John Melvin Hill (February 15, 1915 – April 11, 1996) was an ice hockey right winger who was perhaps best known for his record three overtime goals in a playoff series in the 1939 playoffs which earned him the moniker, "Sudden Death". He was born in Argyle, Manitoba.

Playing career
Hill started playing for the Boston Bruins of the National Hockey League in 1937–38, and played only six games, scoring two goals. The next season, he scored ten goals and had twenty points, but it was in the playoffs that year that he rose into prominence. In the semi-finals that year against the New York Rangers, he scored three sudden-death overtime goals to help the Bruins knock off the Rangers and go on to win the Stanley Cup. All in all, he had six goals and nine points in twelve games in the playoffs that year.

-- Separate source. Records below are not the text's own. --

// stance_core/src/utils/matrix.rs

use nalgebra::{DMatrix, DVector, Matrix3};

/// Relative tolerance used when checking symmetry of caller-supplied matrices.
pub const SYMMETRY_TOLERANCE: f64 = 1e-9;

/// Replaces `m` with `(m + m^T) / 2`.
pub fn symmetrize(m: &mut DMatrix<f64>) {
    let transposed = m.transpose();
    *m += transposed;
    *m *= 0.5;
}

pub fn all_finite_matrix(m: &DMatrix<f64>) -> bool {
    m.iter().all(|v| v.is_finite())
}

pub fn all_finite_vector(v: &DVector<f64>) -> bool {
    v.iter().all(|x| x.is_finite())
}

/// True when `m` is square and `||m - m^T||_max` is within tolerance relative
/// to its largest entry.
pub fn is_symmetric(m: &DMatrix<f64>) -> bool {
    if m.nrows() != m.ncols() {
        return false;
    }
    let scale = m.amax().max(1.0);
    (m - m.transpose()).amax() <= SYMMETRY_TOLERANCE * scale
}

/// True when `m + eps I` has a Cholesky factor, with `eps` scaled by the
/// largest entry. Admits singular covariances, rejects indefinite ones.
pub fn is_positive_semidefinite(m: &DMatrix<f64>) -> bool {
    if m.nrows() != m.ncols() {
        return false;
    }
    let n = m.nrows();
    let eps = SYMMETRY_TOLERANCE * m.amax().max(1.0);
    let mut shifted = m + DMatrix::identity(n, n) * eps;
    symmetrize(&mut shifted);
    shifted.cholesky().is_some()
}

/// True when the 3x3 matrix is finite, symmetric and has a Cholesky factor.
pub fn is_positive_definite3(m: &Matrix3<f64>) -> bool {
    if m.iter().any(|v| !v.is_finite()) {
        return false;
    }
    let scale = m.amax().max(f64::MIN_POSITIVE);
    if (m - m.transpose()).amax() > SYMMETRY_TOLERANCE * scale {
        return false;
    }
    m.cholesky().is_some()
}

/// Copies `block` into `target` with its top-left corner at `(row, col)`.
pub fn set_block3(target: &mut DMatrix<f64>, row: usize, col: usize, block: &Matrix3<f64>) {
    target.fixed_view_mut::<3, 3>(row, col).copy_from(block);
}

/// Adds `block` into `target` with its top-left corner at `(row, col)`.
pub fn add_block3(target: &mut DMatrix<f64>, row: usize, col: usize, block: &Matrix3<f64>) {
    let mut view = target.fixed_view_mut::<3, 3>(row, col);
    view += block;
}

Hill was traded to the Brooklyn Americans for cash on June 27, 1941. He only played one season in Brooklyn as the team folded, but he scored 37 points in 47 games there. After the season his rights were transferred to the Toronto Maple Leafs in the dispersal draft. The 1942–43 proved to be Hill's best in the NHL, as he scored seventeen goals and forty-four points in forty-nine games. He would go on to produce for the Leafs for three more seasons, before moving down to the Pittsburgh Hornets of the American Hockey League.

Hill finished his NHL career with 89 goals and 198 points in 324 games, and managed to win three Stanley Cups Boston Bruins 1939, 1941, Toronto 1945.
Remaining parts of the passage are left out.